Google's solution is to ease developers, particularly in scanning two most common vulnerabilities: cross-site scripting (XSS) and mixed content.
Many modern web applications are created with HTML5, extensive use of JavaScript, and rich milti-step user interface. Scanning these web applications is a considerable challenge if compared to scanning basic HTML pages.
Google approached the problem by:
- Parsing the HTML and emulate a browser. This method is fast but can miss several site actions.
- Using a real browser. This approach avoids the parser coverage gap and most closely simulates the site experience. However, it can be slow.

"Cloud Security Scanner addresses the weaknesses of both approaches by using a multi-stage pipeline. First, the scanner makes a high speed pass, crawling, and parsing the HTML. It then executes a slow and thorough full-page render to find the more complex sections of your site," posted Rob Mann, Google's Security Engineering Manager.
The result of the methods is faster crawling speed than using normal browser.

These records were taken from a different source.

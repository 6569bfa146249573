use std::time::{SystemTime, UNIX_EPOCH};

/// Milliseconds since UNIX epoch.
pub type EpochMs = i64;

/// Returns current unix epoch milliseconds.
pub fn now_ms() -> EpochMs {
    let dur = SystemTime::now()
        .duration_since(UNIX_EPOCH)
        .unwrap_or_default();
    dur.as_millis() as i64
}
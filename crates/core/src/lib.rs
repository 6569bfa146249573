#![forbid(unsafe_code)]
#![warn(missing_docs)]

//! Shared model + error taxonomy for the iqaamah times daemon.

pub mod error;
pub mod model;

mod time;

pub use error::{FetchError, QueryError};
pub use model::{DaySchedule, RawSchedule, Snapshot, Weekday, PRAYER_COUNT};
pub use time::{now_ms, EpochMs};
#![forbid(unsafe_code)]

//! Iqaamah times daemon: keeps a cached snapshot of the upstream weekly
//! schedule and serves per-day views over HTTP.

use std::net::{IpAddr, Ipv4Addr, SocketAddr};

use axum::{routing::get, Router};
use clap::Parser;
use tokio::signal;
use tower_http::{cors::CorsLayer, trace::TraceLayer};
use tracing::{info, warn, Level};
use tracing_subscriber::{fmt, EnvFilter};

mod api;
mod config;
mod fetch;
mod query;
mod scheduler;
mod store;

use crate::config::DaemonConfig;

const DEFAULT_UPSTREAM_URL: &str =
    "https://northerly-robin-8705.dataplicity.io/mtws-iqaamah-times/all";

#[derive(Debug, Parser)]
#[command(
    name = "iqaamah-daemon",
    version,
    about = "Cached proxy for the weekly iqaamah schedule"
)]
struct Cli {
    /// Upstream endpoint returning the weekly schedule.
    #[arg(long, default_value = DEFAULT_UPSTREAM_URL)]
    upstream_url: String,

    /// Listen port. A PORT environment variable takes precedence.
    #[arg(long, default_value_t = 8000)]
    port: u16,

    /// Seconds between background refresh attempts.
    #[arg(long, default_value_t = 43_200)]
    refresh_interval_seconds: u64,

    /// Upstream request timeout in seconds.
    #[arg(long, default_value_t = 10)]
    fetch_timeout_seconds: u64,

    /// IANA timezone used to resolve "today".
    #[arg(long, default_value = "US/Eastern")]
    timezone: chrono_tz::Tz,
}

#[tokio::main]
async fn main() -> anyhow::Result<()> {
    fmt()
        .with_target(false)
        .with_max_level(Level::INFO)
        .with_env_filter(EnvFilter::from_default_env())
        .init();

    let cli = Cli::parse();

    let port = match std::env::var("PORT") {
        Ok(v) => v.parse()?,
        Err(_) => cli.port,
    };

    let config = DaemonConfig {
        upstream_url: cli.upstream_url,
        refresh_interval_secs: cli.refresh_interval_seconds,
        fetch_timeout_secs: cli.fetch_timeout_seconds,
        timezone: cli.timezone,
        listen: SocketAddr::new(IpAddr::V4(Ipv4Addr::UNSPECIFIED), port),
    };

    info!("starting daemon with config: {:?}", config);

    let fetcher = fetch::ScheduleFetcher::new(&config)?;
    let store = store::SnapshotStore::new();
    let state = api::AppState::new(config.clone(), store, fetcher);

    // Populate the store before accepting traffic so the first request
    // cannot race an empty snapshot.
    if !scheduler::refresh_once(&state).await {
        warn!("initial fetch failed; serving 503 until a refresh succeeds");
    }
    scheduler::spawn_refresher(state.clone());

    let app = Router::new()
        .route("/prayer-times/today", get(api::get_today))
        .route("/prayer-times/all", get(api::get_all))
        .route("/prayer-times/{day}", get(api::get_day))
        .layer(TraceLayer::new_for_http())
        .layer(CorsLayer::permissive())
        .with_state(state);

    info!("listening on http://{}", config.listen);

    axum::serve(tokio::net::TcpListener::bind(config.listen).await?, app)
        .with_graceful_shutdown(shutdown_signal())
        .await?;

    Ok(())
}

async fn shutdown_signal() {
    let _ = signal::ctrl_c().await;
    info!("shutdown requested");
}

But it is still too slow. To solve the problem, Google uses Google Compute Engine to dynamically create botnets of hundreds of virtual Chrome workers to scan the site. These bots will scan a limited of 20 request per second, or lower.
Initially released as beta, the tools crawl applications by following all links within scope of the starting URLs. The tools then attempts to exercise as many user inputs and event handlers as possible.

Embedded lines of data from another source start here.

use std::collections::BTreeMap;
use std::sync::Arc;

use axum::extract::{Path, State};
use axum::http::StatusCode;
use axum::response::IntoResponse;
use axum::Json;
use chrono::{Datelike, Utc};
use iqaamah_core::{DaySchedule, QueryError, Weekday};
use serde_json::json;

use crate::config::DaemonConfig;
use crate::fetch::ScheduleFetcher;
use crate::query::QueryService;
use crate::store::SnapshotStore;

/// Shared handles: the refresher writes the store, handlers read it through
/// the query service.
#[derive(Clone)]
pub struct AppState {
    pub config: DaemonConfig,
    pub store: SnapshotStore,
    pub fetcher: Arc<ScheduleFetcher>,
    pub query: QueryService,
}

impl AppState {
    pub fn new(config: DaemonConfig, store: SnapshotStore, fetcher: ScheduleFetcher) -> Self {
        let query = QueryService::new(store.clone());
        Self {
            config,
            store,
            fetcher: Arc::new(fetcher),
            query,
        }
    }
}

/// Query failure surfaced over HTTP with an `{"error": "..."}` body.
#[derive(Debug)]
pub struct ApiError(QueryError);

impl ApiError {
    pub fn status(&self) -> StatusCode {
        match self.0 {
            QueryError::NotReady => StatusCode::SERVICE_UNAVAILABLE,
            QueryError::UnknownDay(_) => StatusCode::BAD_REQUEST,
            QueryError::NoDataForDay(_) => StatusCode::NOT_FOUND,
        }
    }
}

impl From<QueryError> for ApiError {
    fn from(e: QueryError) -> Self {
        Self(e)
    }
}

impl IntoResponse for ApiError {
    fn into_response(self) -> axum::response::Response {
        (self.status(), Json(json!({ "error": self.0.to_string() }))).into_response()
    }
}

/// GET /prayer-times/{day}
pub async fn get_day(
    State(state): State<AppState>,
    Path(day): Path<String>,
) -> Result<Json<DaySchedule>, ApiError> {
    Ok(Json(state.query.day_by_name(&day).await?))
}

/// GET /prayer-times/today
///
/// Resolves the current day name in the configured timezone; the query
/// service itself stays clock-free.
pub async fn get_today(
    State(state): State<AppState>,
) -> Result<Json<DaySchedule>, ApiError> {
    let today: Weekday = Utc::now()
        .with_timezone(&state.config.timezone)
        .weekday()
        .into();
    Ok(Json(state.query.day(today).await?))
}

/// GET /prayer-times/all
pub async fn get_all(
    State(state): State<AppState>,
) -> Result<Json<BTreeMap<Weekday, DaySchedule>>, ApiError> {
    Ok(Json(state.query.all().await?))
}

#[cfg(test)]
mod tests {
    use super::*;

    #[test]
    fn test_error_status_mapping() {
        assert_eq!(
            ApiError::from(QueryError::NotReady).status(),
            StatusCode::SERVICE_UNAVAILABLE
        );
        assert_eq!(
            ApiError::from(QueryError::UnknownDay("blursday".into())).status(),
            StatusCode::BAD_REQUEST
        );
        assert_eq!(
            ApiError::from(QueryError::NoDataForDay(Weekday::Tuesday)).status(),
            StatusCode::NOT_FOUND
        );
    }

    #[tokio::test]
    async fn test_error_body_shape() {
        let response = ApiError::from(QueryError::UnknownDay("blursday".into())).into_response();
        assert_eq!(response.status(), StatusCode::BAD_REQUEST);
        let bytes = axum::body::to_bytes(response.into_body(), 1024)
            .await
            .unwrap();
        let body: serde_json::Value = serde_json::from_slice(&bytes).unwrap();
        assert_eq!(body["error"], "unknown day name: blursday");
    }
}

Google will then initiate an "attack" to the scanned website to test for XSS by giving payloads that relies on Chrome DevTools.
Just like other dynamic vulnerability scanners, Google's scanning tools that complement users' design and development process, and doesn't replace any manual security review, doesn't guarantee a flaw-free application after it has been scanned. Developers are still opted to seek professionals in the security field, but the tools are meant to provide easy and simple solution to solve most common App Engine issues, with as minimal false positive as possible.
Despite the tools don't replace any manual security review, the scanner populates fields, pushes buttons, clicks on links, and more. So Google advises that the tools are used with caution. The scanner may give undesirable effects and changes the state of stored data or system.
To minimize the consequences, Google said that users should first run the initial scan on a test environment by creating a separate App Engine project to load the data there. Users can also use Google's cloud service. Users can also create a test account that doesn't have access to sensitive data so it won't initiate harmful operations while scanning. Users can block individual UI elements, exclude URLs so they won't be scanned, and backing up the data before doing anything else.